To think that I bought a MG TD back in the 60s for $225, this when they were worth about $750, not long after there was a TC for $1200, did not buy it.


----------



## Winegrower (Apr 9, 2022)

The thing about auctions that bothers me is that if I win, that means I'm the only guy in the world that thinks it's worth that much.


----------



## benmychree (Apr 9, 2022)

Winegrower said:


> The thing about auctions that bothers me is that if I win, that means I'm the only guy in the world that thinks it's worth that much
> 
> Or the other bidders are cheap bas - ards and have no appreciation of real value,


----------



## Karl_T (Apr 9, 2022)

I think its safe to safe every online auction is full of shills. that said, i think Fahey runs one of the better more honest outfits. Been to there auction at least 100 times over the last 40 years. They are local to me.

Now Fram fram (used to be Hoff hilk) runs a crooked auction. There warehouse is packed with stuff that's been on different auctions several times. lots of terrible stuff where they took great care with the photos to not show the problems. I would NOT have anyone buy from them.

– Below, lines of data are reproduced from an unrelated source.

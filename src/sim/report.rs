use std::fmt;

use average::{Estimate, Mean};
use rustc_hash::FxHashMap;
use serde::Serialize;

use super::driver::RunOutcome;
use crate::core::{Priority, ProcessId, Runner, Ticks, Timeline};
use crate::scheduler::Criterion;

#[derive(Debug, Clone, PartialEq, Serialize)]
pub struct ProcessStats {
    pub id: ProcessId,
    pub burst: Ticks,
    pub io_burst: Ticks,
    pub arrival_time: Ticks,
    pub given_priority: Priority,
    pub final_priority: Priority,
    pub first_run: Ticks,
    pub finished_time: Ticks,
    pub turnaround: Ticks,
    pub waiting: Ticks,
    pub response: Ticks,
}

#[derive(Debug, Clone, PartialEq, Serialize)]
pub struct RunReport {
    pub label: String,
    pub criterion: Criterion,
    pub preemptive: bool,
    pub makespan: Ticks,
    pub busy_time: Ticks,
    pub idle_time: Ticks,
    pub context_switches: u64,
    pub switch_overhead: Ticks,
    pub mean_turnaround: f64,
    pub mean_waiting: f64,
    pub mean_response: f64,
    pub processes: Vec<ProcessStats>,
}

impl RunReport {
    pub fn from_outcome(label: impl Into<String>, outcome: &RunOutcome) -> Self {
        let timeline = &outcome.timeline;

        // First dispatch per process
        let mut first_run: FxHashMap<ProcessId, Ticks> = FxHashMap::default();
        for interval in timeline.intervals() {
            if let Runner::Process(id) = interval.runner {
                first_run.entry(id).or_insert(interval.start);
            }
        }

        let processes: Vec<ProcessStats> = outcome
            .processes
            .iter()
            .map(|p| {
                let finished_time = p.finished_time().unwrap_or(timeline.now());
                let first_run = first_run.get(&p.id).copied().unwrap_or(finished_time);
                let turnaround = finished_time.saturating_sub(p.arrival_time);
                ProcessStats {
                    id: p.id,
                    burst: p.burst,
                    io_burst: p.io_burst,
                    arrival_time: p.arrival_time,
                    given_priority: p.given_priority,
                    final_priority: p.priority(),
                    first_run,
                    finished_time,
                    turnaround,
                    waiting: turnaround.saturating_sub(p.burst),
                    response: first_run.saturating_sub(p.arrival_time),
                }
            })
            .collect();

        let idle_time = timeline.idle_time();
        Self {
            label: label.into(),
            criterion: outcome.params.criterion,
            preemptive: outcome.params.preemptive,
            makespan: timeline.now(),
            busy_time: timeline.now() - idle_time,
            idle_time,
            context_switches: timeline.context_switches(),
            switch_overhead: timeline.switch_overhead(),
            mean_turnaround: avg(processes.iter().map(|p| p.turnaround as f64)),
            mean_waiting: avg(processes.iter().map(|p| p.waiting as f64)),
            mean_response: avg(processes.iter().map(|p| p.response as f64)),
            processes,
        }
    }

    pub fn utilization(&self) -> f64 {
        if self.makespan == 0 {
            return 0.0;
        }
        self.busy_time as f64 / self.makespan as f64
    }
}

impl fmt::Display for RunReport {
    fn fmt(&self, f: &mut fmt::Formatter<'_>) -> fmt::Result {
        writeln!(f, "{} ({}, preemptive={})", self.label, self.criterion, self.preemptive)?;
        for p in &self.processes {
            writeln!(
                f,
                "  [#{:03}: CPU {:03}, I/O {:03}, arrival {:03}, prio {:03}, turnaround {:03}, waiting {:03}]",
                p.id, p.burst, p.io_burst, p.arrival_time, p.given_priority, p.turnaround, p.waiting
            )?;
        }
        write!(
            f,
            "  average turnaround {:.2}, average waiting {:.2}, average response {:.2}, utilization {:.1}%",
            self.mean_turnaround,
            self.mean_waiting,
            self.mean_response,
            self.utilization() * 100.0
        )
    }
}

/// Vertical text chart of a timeline.
pub struct GanttChart<'a>(pub &'a Timeline);

impl fmt::Display for GanttChart<'_> {
    fn fmt(&self, f: &mut fmt::Formatter<'_>) -> fmt::Result {
        let intervals = self.0.intervals();
        let Some(last) = intervals.last() else {
            return writeln!(f, "(empty timeline)");
        };

        for interval in intervals {
            writeln!(f, "{:4} +-----------+", interval.start)?;
            match interval.runner {
                Runner::Idle => writeln!(f, "     | PID = --- |")?,
                Runner::Process(id) => writeln!(f, "     | PID = {id:03} |")?,
            }
        }
        writeln!(f, "{:4} +-----------+", last.end)
    }
}

fn avg(iter: impl Iterator<Item = f64>) -> f64 {
    iter.collect::<Mean>().estimate()
}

The days of getting lots of great deals at auction are over IMHO. Online bidding has just driven prices too high. I still watch them but seldom bring something home. My farm equipment and machine shop was purchased almost entirely at auction over the years. Almost all of it before the online fad.


----------



## C-Bag (Apr 9, 2022)

I’m sure things are different in different areas. I don’t see Mr.Pete slowing down at all. He seems to be in a zone there where his auctions are still good. Don’t remember if there is any simultaneous online bidding or not.


----------



## woodchucker (Apr 9, 2022)

ddickey said:


> Take a look at items #277-#280 all look identical to me. I put in a $30 bid mainly so I don't forget about it and get an email of a higher bid. Someone or something bid $35. Wouldn't a normal person bid $7.50 0n item #279 rather than $35 on #277? It really makes you wonder.
> 
> 
> 
> ...


yes, but maybe they didn't see it? why don't you bid on the other item.


----------



## woodchucker (Apr 9, 2022)

Flyinfool said:


> I have only been to one auction of a machine shop. I was looking for a few specific items and did my homework as to the new and used prices I could find. One item was a right angle 1/2" Milwaukee Drill. The price at the local dealer was $125. the used and some VERY used units in the auction went for close to $200 each. People were just getting so caught up in the bidding they forgot to stop. I have not been to an auction since.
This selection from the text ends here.